My best comparison is that of seeing your favourite band live and up close versus way in the back at the big venue versus listening to them on a really good sound system versus listening to them on one of those little pod speakers with an MP3 file on the go. The experience is entirely different and much less rich.

Below is a store that exists in Trastevere in Rome. The discussion I had with the owner involved the folly of having 24-hour clocks for a planet that does not have 24-hour days. Where do all the 1/4 days go for three years before we have a leap year?

Polvere di Tempo, Trastevere Roma

This store experience can’t be done on-line even with AR or VR. It can’t capture the smells and textures and reactions of the other customers experiencing delight in what the store sells. It will never replicate the experience I enjoyed and how its re-telling held sway at dinner parties for years. It is a tough store for social distancing.

Main Street Retail: doom, destruction and rebirth??

The most basic tenet for retail is potential sales and this is where Covid-19 may be the most insidious assault of all.

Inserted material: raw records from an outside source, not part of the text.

//! Temporary audio files and the scratch directory they live in.
//!
//! An [`AudioArtifact`] owns its file. The file is deleted exactly once:
//! either explicitly through [`AudioArtifact::remove`], or when an artifact
//! that was never removed is dropped (a failed enqueue, an aborted consumer,
//! a queue torn down on leave).

use crate::backends::AudioFormat;
use crate::chat::MessageId;
use std::io;
use std::path::{Path, PathBuf};
use std::sync::atomic::{AtomicU64, Ordering};
use tracing::{debug, warn};

/// Every artifact file is named `speech-relay-tts_<id>_<seq>.<wav|mp3>`; only
/// files matching that shape are swept at startup.
const FILE_PREFIX: &str = "speech-relay-tts_";

#[derive(Debug)]
pub struct AudioArtifact {
    path: PathBuf,
    origin_message_id: Option<MessageId>,
    released: bool,
}

impl AudioArtifact {
    /// Take ownership of an audio file that already exists on disk.
    pub fn new(path: PathBuf, origin_message_id: Option<MessageId>) -> Self {
        Self {
            path,
            origin_message_id,
            released: false,
        }
    }

    pub fn path(&self) -> &Path {
        &self.path
    }

    pub fn origin_message_id(&self) -> Option<MessageId> {
        self.origin_message_id
    }

    pub fn exists(&self) -> bool {
        self.path.exists()
    }

    /// Delete the backing file.
    pub fn remove(mut self) -> io::Result<()> {
        self.released = true;
        match std::fs::remove_file(&self.path) {
            Ok(()) => {
                debug!(path = %self.path.display(), "Removed audio artifact");
                Ok(())
            }
            Err(e) if e.kind() == io::ErrorKind::NotFound => Ok(()),
            Err(e) => Err(e),
        }
    }

    /// Give up ownership without touching the file, for artifacts whose file
    /// is already gone.
    pub fn forget(mut self) {
        self.released = true;
    }
}

impl Drop for AudioArtifact {
    fn drop(&mut self) {
        if self.released {
            return;
        }
        if let Err(e) = std::fs::remove_file(&self.path) {
            if e.kind() != io::ErrorKind::NotFound {
                warn!(path = %self.path.display(), "Failed to clean up audio artifact: {}", e);
            }
        }
    }
}

/// Directory holding one file per pending utterance.
pub struct ScratchDir {
    root: PathBuf,
    seq: AtomicU64,
}

impl ScratchDir {
    /// Create the directory if needed and sweep files left behind by a
    /// previous run.
    pub fn open(root: impl Into<PathBuf>) -> io::Result<Self> {
        let root = root.into();
        std::fs::create_dir_all(&root)?;

        for entry in std::fs::read_dir(&root)?.flatten() {
            let path = entry.path();
            let stale = is_artifact_name(&path);
            if stale && path.is_file() {
                debug!(path = %path.display(), "Removing stale artifact");
                let _ = std::fs::remove_file(&path);
            }
        }

        Ok(Self {
            root,
            seq: AtomicU64::new(0),
        })
    }

    pub fn root(&self) -> &Path {
        &self.root
    }

    /// A path no other artifact of this process uses.
    pub fn fresh_path(&self, origin: Option<MessageId>, format: AudioFormat) -> PathBuf {
        let seq = self.seq.fetch_add(1, Ordering::Relaxed);
        let stem = match origin {
            Some(id) => format!("{}{}_{}", FILE_PREFIX, id, seq),
            None => {
                let now = chrono::Utc::now();
                let stamp = now
                    .timestamp_nanos_opt()
                    .unwrap_or_else(|| now.timestamp_micros() * 1000);
                format!("{}{}_{}", FILE_PREFIX, stamp, seq)
            }
        };
        self.root.join(format!("{}.{}", stem, format.extension()))
    }

    /// Write `bytes` to a fresh file and hand back the owning artifact. A
    /// partially written file is removed on failure.
    pub async fn store(
        &self,
        bytes: &[u8],
        format: AudioFormat,
        origin: Option<MessageId>,
    ) -> io::Result<AudioArtifact> {
        let path = self.fresh_path(origin, format);
        if let Err(e) = tokio::fs::write(&path, bytes).await {
            let _ = tokio::fs::remove_file(&path).await;
            return Err(e);
        }
        Ok(AudioArtifact::new(path, origin))
    }
}

fn is_artifact_name(path: &Path) -> bool {
    let named = path
        .file_name()
        .and_then(|n| n.to_str())
        .map(|n| n.starts_with(FILE_PREFIX))
        .unwrap_or(false);
    let audio = path
        .extension()
        .and_then(|e| e.to_str())
        .map(|e| e == AudioFormat::Wav.extension() || e == AudioFormat::Mp3.extension())
        .unwrap_or(false);
    named && audio
}

#[cfg(test)]
mod tests {
    use super::*;
    use tempfile::tempdir;

    #[tokio::test]
    async fn test_store_and_remove() {
        let dir = tempdir().unwrap();
        let scratch = ScratchDir::open(dir.path()).unwrap();

        let artifact = scratch
            .store(b"RIFF", AudioFormat::Wav, Some(MessageId(99)))
            .await
            .unwrap();
        let path = artifact.path().to_path_buf();
        assert!(path.exists());
        assert!(path.file_name().unwrap().to_str().unwrap().starts_with("speech-relay-tts_99_"));
        assert_eq!(path.extension().unwrap(), "wav");

        artifact.remove().unwrap();
        assert!(!path.exists());
    }

    #[tokio::test]
    async fn test_drop_deletes_unreleased_file() {
        let dir = tempdir().unwrap();
        let scratch = ScratchDir::open(dir.path()).unwrap();

        let artifact = scratch.store(b"ID3", AudioFormat::Mp3, None).await.unwrap();
        let path = artifact.path().to_path_buf();
        drop(artifact);
        assert!(!path.exists());
    }

    #[test]
    fn test_forget_leaves_file_alone() {
        let dir = tempdir().unwrap();
        let path = dir.path().join("keep.wav");
        std::fs::write(&path, b"RIFF").unwrap();

        AudioArtifact::new(path.clone(), None).forget();
        assert!(path.exists());
    }

    #[test]
    fn test_fresh_paths_do_not_collide() {
        let dir = tempdir().unwrap();
        let scratch = ScratchDir::open(dir.path()).unwrap();
        let a = scratch.fresh_path(None, AudioFormat::Wav);
        let b = scratch.fresh_path(None, AudioFormat::Wav);
        assert_ne!(a, b);
    }

    #[test]
    fn test_open_sweeps_stale_files() {
        let dir = tempdir().unwrap();
        std::fs::write(dir.path().join("speech-relay-tts_1_0.wav"), b"old").unwrap();
        std::fs::write(dir.path().join("speech-relay-tts_2_0.mp3"), b"old").unwrap();
        std::fs::write(dir.path().join("notes.txt"), b"keep").unwrap();

        ScratchDir::open(dir.path()).unwrap();
        assert!(!dir.path().join("speech-relay-tts_1_0.wav").exists());
        assert!(!dir.path().join("speech-relay-tts_2_0.mp3").exists());
        assert!(dir.path().join("notes.txt").exists());
    }

    #[test]
    fn test_open_leaves_foreign_temp_files_alone() {
        let dir = tempdir().unwrap();
        let foreign = [
            "temp_1_0.wav",
            "temp_session.lock",
            "speech-relay-tts_notes.txt",
        ];
        for name in foreign {
            std::fs::write(dir.path().join(name), b"theirs").unwrap();
        }

        ScratchDir::open(dir.path()).unwrap();
        for name in foreign {
            assert!(dir.path().join(name).exists(), "{} was swept", name);
        }
    }
}
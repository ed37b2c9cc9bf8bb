use crate::chat::ChatMessage;

pub const DEFAULT_CHAR_LIMIT: usize = 70;
const TRUNCATION_SUFFIX: &str = " 以下省略";

/// Turns a chat message into the text that is read aloud.
///
/// Rules are checked in order and the first match wins: attachments, links,
/// replies, mentions, then plain text clipped to the character limit.
#[derive(Debug, Clone)]
pub struct MessageFormatter {
    char_limit: usize,
}

impl Default for MessageFormatter {
    fn default() -> Self {
        Self::new(DEFAULT_CHAR_LIMIT)
    }
}

impl MessageFormatter {
    pub fn new(char_limit: usize) -> Self {
        Self { char_limit }
    }

    pub fn format(&self, message: &ChatMessage) -> String {
        let name = &message.author.display_name;

        if !message.attachments.is_empty() {
            "画像".to_string()
        } else if message
            .content
            .split_whitespace()
            .any(|word| word.starts_with("http"))
        {
            "URL".to_string()
        } else if message.reply_to.is_some() {
            format!("{}がリプ", name)
        } else if !message.mentions.is_empty() {
            format!("{}がメンション", name)
        } else {
            self.truncate(&message.content)
        }
    }

    fn truncate(&self, text: &str) -> String {
        match text.char_indices().nth(self.char_limit) {
            Some((cut, _)) => format!("{}{}", &text[..cut], TRUNCATION_SUFFIX),
            None => text.to_string(),
        }
    }
}

pub fn joined_announcement(display_name: &str) -> String {
    format!("{} が参加しました。", display_name)
}

pub fn left_announcement(display_name: &str) -> String {
    format!("{} が退出しました。", display_name)
}
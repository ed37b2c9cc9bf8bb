use std::path::PathBuf;
use thiserror::Error;

/// A liveness probe against one endpoint did not come back healthy.
#[derive(Error, Debug)]
pub enum ProbeError {
    #[error("probe request failed: {0}")]
    Transport(String),

    #[error("probe returned HTTP {0}")]
    Status(u16),
}

#[derive(Error, Debug)]
pub enum SynthesisError {
    #[error("backend {endpoint} unavailable: {reason}")]
    BackendUnavailable { endpoint: String, reason: String },

    #[error("fallback provider unavailable: {0}")]
    FallbackUnavailable(String),

    #[error("synthesis failed (primary: {primary}; fallback: {fallback})")]
    SynthesisFailed { primary: String, fallback: String },

    #[error("nothing to synthesize")]
    EmptyText,

    #[error("failed to write audio artifact: {0}")]
    Io(#[from] std::io::Error),
}

#[derive(Error, Debug)]
pub enum PlaybackError {
    #[error("voice sink is not connected to {0}")]
    NotConnected(String),

    #[error("audio artifact missing: {0}")]
    MissingArtifact(PathBuf),

    #[error("audio device error: {0}")]
    Device(String),

    #[error("could not decode audio: {0}")]
    Decode(String),

    #[error("playback queue for {0} is closed")]
    QueueClosed(String),
}

/// Failures surfaced to the user as command replies. The `Display` text is
/// exactly what gets sent back to the chat.
#[derive(Error, Debug)]
pub enum RelayError {
    #[error("ボイスチャンネルに参加してください。")]
    NoHealthyDestination,

    #[error("既にボイスチャンネルに接続しています。")]
    AlreadyConnected,

    #[error("あなたはボイスチャンネルに接続していません。")]
    NotConnected,

    #[error("ボイスチャンネルに接続できませんでした。")]
    Connect(#[source] PlaybackError),
}

#[derive(Error, Debug)]
pub enum RouterError {
    #[error("no synthesis endpoints configured")]
    NoEndpoints,
}
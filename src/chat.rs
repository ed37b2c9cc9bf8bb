//! Chat platform data as the relay sees it.
//!
//! The platform itself (gateway connection, slash-command registration) lives
//! outside this crate; whatever drives the relay translates its events into
//! these types. They are serde-friendly so they can travel over the line
//! gateway as JSON.

use serde::{Deserialize, Serialize};
use std::fmt;

macro_rules! snowflake {
    ($name:ident) => {
        #[derive(Debug, Clone, Copy, PartialEq, Eq, Hash, PartialOrd, Ord, Serialize, Deserialize)]
        #[serde(transparent)]
        pub struct $name(pub u64);

        impl fmt::Display for $name {
            fn fmt(&self, f: &mut fmt::Formatter<'_>) -> fmt::Result {
                write!(f, "{}", self.0)
            }
        }
    };
}

snowflake!(GuildId);
snowflake!(ChannelId);
snowflake!(UserId);
snowflake!(MessageId);

/// A voice channel the relay can occupy. Playback is ordered per destination.
#[derive(Debug, Clone, Copy, PartialEq, Eq, Hash, Serialize, Deserialize)]
pub struct Destination {
    pub guild: GuildId,
    pub channel: ChannelId,
}

impl Destination {
    pub fn new(guild: GuildId, channel: ChannelId) -> Self {
        Self { guild, channel }
    }
}

impl fmt::Display for Destination {
    fn fmt(&self, f: &mut fmt::Formatter<'_>) -> fmt::Result {
        write!(f, "{}/{}", self.guild, self.channel)
    }
}

#[derive(Debug, Clone, Serialize, Deserialize)]
pub struct Member {
    pub id: UserId,
    pub display_name: String,
    #[serde(default)]
    pub bot: bool,
    /// Voice channel the member is connected to right now, if any.
    #[serde(default)]
    pub voice_channel: Option<ChannelId>,
}

#[derive(Debug, Clone, Serialize, Deserialize)]
pub struct ChatMessage {
    pub id: MessageId,
    pub guild_id: GuildId,
    pub channel_id: ChannelId,
    pub author: Member,
    pub content: String,
    #[serde(default)]
    pub attachments: Vec<String>,
    #[serde(default)]
    pub mentions: Vec<UserId>,
    #[serde(default)]
    pub reply_to: Option<MessageId>,
}

impl ChatMessage {
    /// Where this message would be read aloud: the author's current voice
    /// channel in the message's guild.
    pub fn destination(&self) -> Option<Destination> {
        self.author
            .voice_channel
            .map(|channel| Destination::new(self.guild_id, channel))
    }
}

#[derive(Debug, Clone, Serialize, Deserialize)]
pub struct VoiceStateUpdate {
    pub guild_id: GuildId,
    pub member: Member,
    #[serde(default)]
    pub previous_channel: Option<ChannelId>,
    #[serde(default)]
    pub new_channel: Option<ChannelId>,
    /// Non-bot members still connected to `previous_channel` after the change.
    /// Unknown when the event source does not report it.
    #[serde(default)]
    pub humans_remaining: Option<usize>,
}

#[derive(Debug, Clone, Copy, PartialEq, Eq, Serialize, Deserialize)]
#[serde(rename_all = "snake_case")]
pub enum CommandKind {
    Join,
    Leave,
    Chars,
}

#[derive(Debug, Clone, Serialize, Deserialize)]
pub struct CommandInvocation {
    pub command: CommandKind,
    pub guild_id: GuildId,
    /// Text channel the command was typed in; becomes the read channel on join.
    pub channel_id: ChannelId,
    pub user: Member,
}

impl CommandInvocation {
    pub fn destination(&self) -> Option<Destination> {
        self.user
            .voice_channel
            .map(|channel| Destination::new(self.guild_id, channel))
    }
}

#[derive(Debug, Clone, Serialize, Deserialize)]
#[serde(tag = "type", rename_all = "snake_case")]
pub enum ChatEvent {
    Message(ChatMessage),
    VoiceState(VoiceStateUpdate),
    Command(CommandInvocation),
}
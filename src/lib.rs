//! speech-relay: reads chat messages aloud into voice channels.
//!
//! Text goes through a VOICEVOX-compatible engine chosen by the
//! [`router::EndpointRouter`], with a secondary provider behind it, and the
//! resulting audio is played in order per voice destination by
//! [`playback::PlaybackQueue`].

pub mod artifact;
pub mod backends;
pub mod chat;
pub mod config_loader;
pub mod engine;
pub mod error;
pub mod format;
pub mod gateway;
pub mod pipeline;
pub mod playback;
pub mod relay;
pub mod router;
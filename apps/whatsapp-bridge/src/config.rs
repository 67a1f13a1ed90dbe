use std::net::{IpAddr, SocketAddr};
use std::path::PathBuf;
use std::str::FromStr;
use std::time::Duration;

use anyhow::{Context, Result, bail};
use wab_client::DriverConfig;
use wab_client::driver::{DEFAULT_DRIVER_TIMEOUT, DEFAULT_DRIVER_URL};

use crate::relay::DEFAULT_WEBHOOK_TIMEOUT;

pub const DEFAULT_PORT: u16 = 5023;
pub const DEFAULT_BIND: &str = "0.0.0.0";
pub const DEFAULT_SESSION_DIR: &str = "./wwebjs_auth/session";

/// Which client implementation backs the bridge.
#[derive(Debug, Clone, Copy, PartialEq, Eq)]
pub enum DriverKind {
    /// Out-of-process WhatsApp Web driver reached over HTTP.
    Http,
    /// In-process fake, for local development without a phone.
    Memory,
}

impl FromStr for DriverKind {
    type Err = anyhow::Error;

    fn from_str(value: &str) -> Result<Self> {
        match value.trim().to_ascii_lowercase().as_str() {
            "http" | "driver" => Ok(DriverKind::Http),
            "memory" | "mem" => Ok(DriverKind::Memory),
            other => bail!("unknown BRIDGE_DRIVER `{other}` (expected `http` or `memory`)"),
        }
    }
}

#[derive(Debug, Clone)]
pub struct BridgeConfig {
    pub addr: SocketAddr,
    pub session_dir: PathBuf,
    pub cleanup_retries: u32,
    pub driver: DriverKind,
    pub driver_config: DriverConfig,
    pub message_webhook: Option<String>,
    pub message_webhook_timeout: Duration,
}

impl BridgeConfig {
    pub fn from_env() -> Result<Self> {
        Self::from_lookup(|key| std::env::var(key).ok())
    }

    pub fn from_lookup<F>(lookup: F) -> Result<Self>
    where
        F: Fn(&str) -> Option<String>,
    {
        let var = |key: &str| {
            lookup(key)
                .map(|value| value.trim().to_string())
                .filter(|value| !value.is_empty())
        };

        let bind = var("BRIDGE_BIND").unwrap_or_else(|| DEFAULT_BIND.to_string());
        let ip = IpAddr::from_str(&bind).with_context(|| format!("invalid BRIDGE_BIND `{bind}`"))?;
        let port = match var("BRIDGE_PORT") {
            Some(raw) => raw
                .parse::<u16>()
                .with_context(|| format!("invalid BRIDGE_PORT `{raw}`"))?,
            None => DEFAULT_PORT,
        };
        let session_dir =
            PathBuf::from(var("BRIDGE_SESSION_DIR").unwrap_or_else(|| DEFAULT_SESSION_DIR.into()));
        let cleanup_retries = match var("BRIDGE_CLEANUP_RETRIES") {
            Some(raw) => raw
                .parse::<u32>()
                .with_context(|| format!("invalid BRIDGE_CLEANUP_RETRIES `{raw}`"))?,
            None => wab_session::DEFAULT_RETRIES,
        };
        let driver = match var("BRIDGE_DRIVER") {
            Some(raw) => raw.parse()?,
            None => DriverKind::Http,
        };
        let timeout = match var("WA_DRIVER_TIMEOUT_SECS") {
            Some(raw) => Duration::from_secs(
                raw.parse::<u64>()
                    .with_context(|| format!("invalid WA_DRIVER_TIMEOUT_SECS `{raw}`"))?,
            ),
            None => DEFAULT_DRIVER_TIMEOUT,
        };
        let message_webhook_timeout = match var("MESSAGE_WEBHOOK_TIMEOUT_SECS") {
            Some(raw) => Duration::from_secs(
                raw.parse::<u64>()
                    .with_context(|| format!("invalid MESSAGE_WEBHOOK_TIMEOUT_SECS `{raw}`"))?,
            ),
            None => DEFAULT_WEBHOOK_TIMEOUT,
        };
        let driver_config = DriverConfig {
            base_url: var("WA_DRIVER_URL").unwrap_or_else(|| DEFAULT_DRIVER_URL.to_string()),
            timeout,
        };

        Ok(Self {
            addr: SocketAddr::new(ip, port),
            session_dir,
            cleanup_retries,
            driver,
            driver_config,
            message_webhook: var("MESSAGE_WEBHOOK_URL"),
            message_webhook_timeout,
        })
    }
}
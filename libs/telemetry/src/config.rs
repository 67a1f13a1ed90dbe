#[derive(Debug, Clone, Copy, PartialEq, Eq)]
pub enum TelemetryProtocol {
    Grpc,
    HttpProtobuf,
}

#[derive(Debug, Clone, PartialEq, Eq)]
pub struct TelemetryConfig {
    pub service_name: String,
    pub service_version: String,
    pub endpoint: String,
    pub protocol: TelemetryProtocol,
    pub json_logs: bool,
    pub enabled: bool,
}

impl TelemetryConfig {
    pub fn from_env(default_service_name: &str, default_service_version: &str) -> Self {
        Self::from_lookup(default_service_name, default_service_version, |key| {
            std::env::var(key).ok()
        })
    }

    /// Builds the config from an arbitrary variable source.
    pub fn from_lookup<F>(
        default_service_name: &str,
        default_service_version: &str,
        lookup: F,
    ) -> Self
    where
        F: Fn(&str) -> Option<String>,
    {
        let endpoint = lookup("OTEL_EXPORTER_OTLP_ENDPOINT").unwrap_or_default();
        let protocol = match lookup("OTEL_EXPORTER_OTLP_PROTOCOL")
            .map(|v| v.to_ascii_lowercase())
            .as_deref()
        {
            Some("http") | Some("http/protobuf") => TelemetryProtocol::HttpProtobuf,
            _ => TelemetryProtocol::Grpc,
        };
        let service_name =
            lookup("OTEL_SERVICE_NAME").unwrap_or_else(|| default_service_name.to_string());
        let service_version =
            lookup("OTEL_SERVICE_VERSION").unwrap_or_else(|| default_service_version.to_string());
        // text unless LOG_FORMAT=json
        let json_logs = lookup("LOG_FORMAT")
            .map(|v| v.eq_ignore_ascii_case("json"))
            .unwrap_or(false);
        let enabled = lookup("ENABLE_OTEL")
            .map(|v| matches!(v.to_ascii_lowercase().as_str(), "1" | "true" | "yes" | "on"))
            .unwrap_or(false);

        Self {
            service_name,
            service_version,
            endpoint,
            protocol,
            json_logs,
            enabled,
        }
    }

    pub fn exporter_enabled(&self) -> bool {
        self.enabled && !self.endpoint.trim().is_empty()
    }
}
use anyhow::Result;
use wab_bridge::{config::BridgeConfig, run};

#[tokio::main]
async fn main() -> Result<()> {
    dotenvy::dotenv().ok();
    wab_telemetry::install("whatsapp-bridge")?;

    let config = BridgeConfig::from_env()?;
    let result = run(config).await;
    wab_telemetry::shutdown();
    result
}
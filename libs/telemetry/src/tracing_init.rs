use std::sync::OnceLock;

use anyhow::Result;
use opentelemetry::trace::TracerProvider as _;
use opentelemetry::{KeyValue, global};
use opentelemetry_otlp::{SpanExporter, WithExportConfig};
use opentelemetry_sdk::{Resource, propagation::TraceContextPropagator, trace::SdkTracerProvider};
use tracing_subscriber::layer::Layer;
use tracing_subscriber::{EnvFilter, layer::SubscriberExt, util::SubscriberInitExt};

use crate::config::{TelemetryConfig, TelemetryProtocol};

static INIT: OnceLock<()> = OnceLock::new();
static TRACER_PROVIDER: OnceLock<SdkTracerProvider> = OnceLock::new();

pub fn init_telemetry(cfg: TelemetryConfig) -> Result<()> {
    if INIT.get().is_some() {
        return Ok(());
    }

    let fmt_layer = if cfg.json_logs {
        tracing_subscriber::fmt::layer()
            .json()
            .flatten_event(true)
            .boxed()
    } else {
        tracing_subscriber::fmt::layer().boxed()
    };
    let env_filter = EnvFilter::try_from_default_env().unwrap_or_else(|_| EnvFilter::new("info"));

    if cfg.exporter_enabled() {
        let tracer_provider = SdkTracerProvider::builder()
            .with_resource(build_resource(&cfg))
            .with_batch_exporter(build_span_exporter(&cfg)?)
            .build();
        let tracer = tracer_provider.tracer(cfg.service_name.clone());
        global::set_tracer_provider(tracer_provider.clone());
        global::set_text_map_propagator(TraceContextPropagator::new());
        TRACER_PROVIDER.set(tracer_provider).ok();

        tracing_subscriber::registry()
            .with(env_filter)
            .with(fmt_layer)
            .with(tracing_opentelemetry::layer().with_tracer(tracer))
            .try_init()
            .ok();
    } else {
        tracing_subscriber::registry()
            .with(env_filter)
            .with(fmt_layer)
            .try_init()
            .ok();
    }

    INIT.set(()).ok();
    Ok(())
}

/// Flushes pending spans. Safe to call when no exporter was installed.
pub fn shutdown() {
    if let Some(provider) = TRACER_PROVIDER.get() {
        if let Err(err) = provider.shutdown() {
            tracing::warn!(error = %err, "failed to flush trace exporter");
        }
    }
}

fn build_span_exporter(
    cfg: &TelemetryConfig,
) -> Result<SpanExporter, opentelemetry_otlp::ExporterBuildError> {
    match cfg.protocol {
        TelemetryProtocol::Grpc => SpanExporter::builder()
            .with_tonic()
            .with_endpoint(cfg.endpoint.clone())
            .build(),
        TelemetryProtocol::HttpProtobuf => SpanExporter::builder()
            .with_http()
            .with_endpoint(cfg.endpoint.clone())
            .build(),
    }
}

fn build_resource(cfg: &TelemetryConfig) -> Resource {
    Resource::builder_empty()
        .with_service_name(cfg.service_name.clone())
        .with_attributes([KeyValue::new(
            "service.version",
            cfg.service_version.clone(),
        )])
        .build()
}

My Main Street businesses are not responding to a competitive challenge or an economic challenge, but a public health situation that will takes years to normalize.

 

I am just not sure how long Covid-19 will affect the willingness of potential customers to make purchases from Main Street retail. I suspect that this recovery in sales will be governed by much the same adoption rate as is outlined in the diffusion of innovation.

Diffusion of Innovation

Likely the innovators and early adopters are already frequenting Main Street retail as Covid-19 protocols become more familiar and less bothersome. It will take a while before the 50% of the population that is late majority or laggards to get back frequenting these local establishments and get them back to pre-Covid-19 revenue.

 

With this fifth assault on Main Street retail, how will it turn out in your market?